You’ve probably never used Facebook Paper, the social networking giant’s beautiful and innovative newsreader for iOS. And now you’ll never get the chance because Facebook has removed Paper from the App Store and will shutter it completely on July 29.
That’s not surprising because even after debuting to well-deserved critical acclaim in 2014, Paper never got a big promotional push and never achieved widespread popularity. It didn’t help that Facebook’s Creative Labs, the team behind Paper, was shut down late last year.
Not a good newsreader
The biggest problem, though, was that Paper wasn’t actually very good at its stated purpose, offering access to curated feeds of not just your own Facebook newsfeed, but curated newsfeeds on broad topics like Headlines, Tech, Score, LOL and Pop Life. It turns out that the editing and story selection was slow and uninspired, too often presenting the same tired stories you could see everywhere else. Think of a not-quite-fully-realized competitor to Flipboard.

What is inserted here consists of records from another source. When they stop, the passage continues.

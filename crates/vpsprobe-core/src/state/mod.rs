//! Persisted bandwidth counters.
//!
//! `CounterStore` turns raw interface counters, which restart on reboot and
//! occasionally go backwards, into cumulative totals that only grow. Each
//! reporting cycle takes a `StateSnapshot` before reconciling so that a
//! failed send can be undone exactly; the store is saved only after a
//! successful send.

mod file;
mod store;

pub use file::StateError;
pub use store::{CounterState, CounterStore, Reconciliation, ResetReason, StateSnapshot};

#[cfg(test)]
mod tests {
    use super::*;
    use std::fs;
    use tempfile::tempdir;

    #[test]
    fn test_load_missing_file_is_zero() {
        let dir = tempdir().unwrap();
        let store = CounterStore::load(&dir.path().join("state.json"));
        assert_eq!(store.state(), CounterState::default());
    }

    #[test]
    fn test_load_malformed_file_fails_open() {
        let dir = tempdir().unwrap();
        let path = dir.path().join("state.json");
        fs::write(&path, "not json at all").unwrap();

        assert!(CounterStore::try_load(&path).is_err());
        let store = CounterStore::load(&path);
        assert_eq!(store.state(), CounterState::default());
    }

    #[test]
    fn test_save_then_load_reproduces_counters() {
        let dir = tempdir().unwrap();
        let path = dir.path().join("state.json");

        let store = CounterStore::default();
        store.reconcile(100, 1000, 2000);
        store.reconcile(100, 1500, 2600);
        store.save(&path).unwrap();

        let loaded = CounterStore::load(&path);
        assert_eq!(loaded.state(), store.state());
        assert_eq!(loaded.state().total_rx_bytes, 500);
        assert_eq!(loaded.state().total_tx_bytes, 600);

        // Continues where the previous process stopped.
        let r = loaded.reconcile(100, 1700, 2600);
        assert_eq!(r.delta_rx, 200);
        assert_eq!(r.total_rx, 700);
    }

    #[test]
    fn test_save_overwrites_previous_version() {
        let dir = tempdir().unwrap();
        let path = dir.path().join("state.json");

        let store = CounterStore::default();
        store.reconcile(5, 10, 10);
        store.save(&path).unwrap();
        store.reconcile(5, 20, 30);
        store.save(&path).unwrap();

        assert_eq!(CounterStore::load(&path).state(), store.state());
    }
}
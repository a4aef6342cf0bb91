//! Delivery of signed reports to the collector.

use std::future::Future;
use std::time::Duration;

use reqwest::header::{CONTENT_TYPE, HeaderValue};
use tracing::debug;

use crate::{AGENT_NAME, VERSION};

pub const TIMESTAMP_HEADER: &str = "X-Probe-Timestamp";
pub const SIGNATURE_HEADER: &str = "X-Probe-Signature";

/// A serialized, signed report ready to send.
#[derive(Debug, Clone)]
pub struct SignedReport {
    /// Decimal Unix seconds, as signed.
    pub timestamp: String,
    /// Lowercase-hex HMAC-SHA256 over `timestamp\nbody`.
    pub signature: String,
    pub body: Vec<u8>,
}

/// Error type for delivery failures.
#[derive(Debug)]
pub enum TransportError {
    /// Connection, TLS, or protocol failure.
    Http(reqwest::Error),
    /// The collector answered with a status of 300 or above.
    Status(u16),
    /// No answer within the send budget.
    Timeout(Duration),
    /// Shutdown was requested while the send was in flight.
    Cancelled,
}

impl std::fmt::Display for TransportError {
    fn fmt(&self, f: &mut std::fmt::Formatter<'_>) -> std::fmt::Result {
        match self {
            TransportError::Http(e) => write!(f, "HTTP error: {}", e),
            TransportError::Status(code) => write!(f, "server returned {}", code),
            TransportError::Timeout(after) => {
                write!(f, "send timed out after {}ms", after.as_millis())
            }
            TransportError::Cancelled => write!(f, "send cancelled by shutdown"),
        }
    }
}

impl std::error::Error for TransportError {
    fn source(&self) -> Option<&(dyn std::error::Error + 'static)> {
        match self {
            TransportError::Http(e) => Some(e),
            _ => None,
        }
    }
}

/// Anything that can deliver a `SignedReport`.
///
/// Resolves to the response status on success (always below 300).
pub trait Transport: Send + Sync {
    fn send(&self, report: &SignedReport)
    -> impl Future<Output = Result<u16, TransportError>> + Send;
}

/// Posts reports over HTTP(S) with `reqwest`.
pub struct HttpTransport {
    client: reqwest::Client,
    url: reqwest::Url,
    timeout: Duration,
}

impl HttpTransport {
    pub fn new(url: reqwest::Url, timeout: Duration) -> Result<Self, TransportError> {
        let client = reqwest::Client::builder()
            .user_agent(user_agent())
            .timeout(timeout)
            // A 3xx is a failed report, not something to follow.
            .redirect(reqwest::redirect::Policy::none())
            .build()
            .map_err(TransportError::Http)?;
        Ok(Self {
            client,
            url,
            timeout,
        })
    }

    pub fn url(&self) -> &reqwest::Url {
        &self.url
    }

    fn classify(&self, e: reqwest::Error) -> TransportError {
        if e.is_timeout() {
            TransportError::Timeout(self.timeout)
        } else {
            TransportError::Http(e)
        }
    }
}

impl Transport for HttpTransport {
    async fn send(&self, report: &SignedReport) -> Result<u16, TransportError> {
        let response = self
            .client
            .post(self.url.clone())
            .header(CONTENT_TYPE, HeaderValue::from_static("application/json"))
            .header(TIMESTAMP_HEADER, report.timestamp.as_str())
            .header(SIGNATURE_HEADER, report.signature.as_str())
            .body(report.body.clone())
            .send()
            .await
            .map_err(|e| self.classify(e))?;

        let status = response.status();
        // Drain so the connection can go back to the pool.
        if let Err(e) = response.bytes().await {
            debug!(error = %e, "failed to drain response body");
        }

        if status.as_u16() >= 300 {
            return Err(TransportError::Status(status.as_u16()));
        }
        Ok(status.as_u16())
    }
}

/// The `User-Agent` value sent with every report.
pub fn user_agent() -> String {
    format!("{AGENT_NAME}/{VERSION}")
}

Brilliant design and user experience
But the end of Paper is a shame because while the newsfeeds were far from special, the app’s gesture-based UX and super-clean design were exceptional and innovative. Instead of a single vertical stream, Paper presented an immersive, horizontally scrolling set of screens that—with a mere flick—could be instantly enlarged to fill the whole screen with images and text.
“Many of the same tools, design elements, and fundamental ideas” are now visible in Facebook’s Instant Articles,” the company said in a message to Paper users. But not all of them. And not the best of them.
These are the things Paper was good at
What made Paper so cool wasn’t the articles themselves. It was the way users could swiftly and intuitively navigate though the app, making things bigger or smaller and swiping side to side.
It was the novel yet satisfying way items folded and unfolded as you selected them.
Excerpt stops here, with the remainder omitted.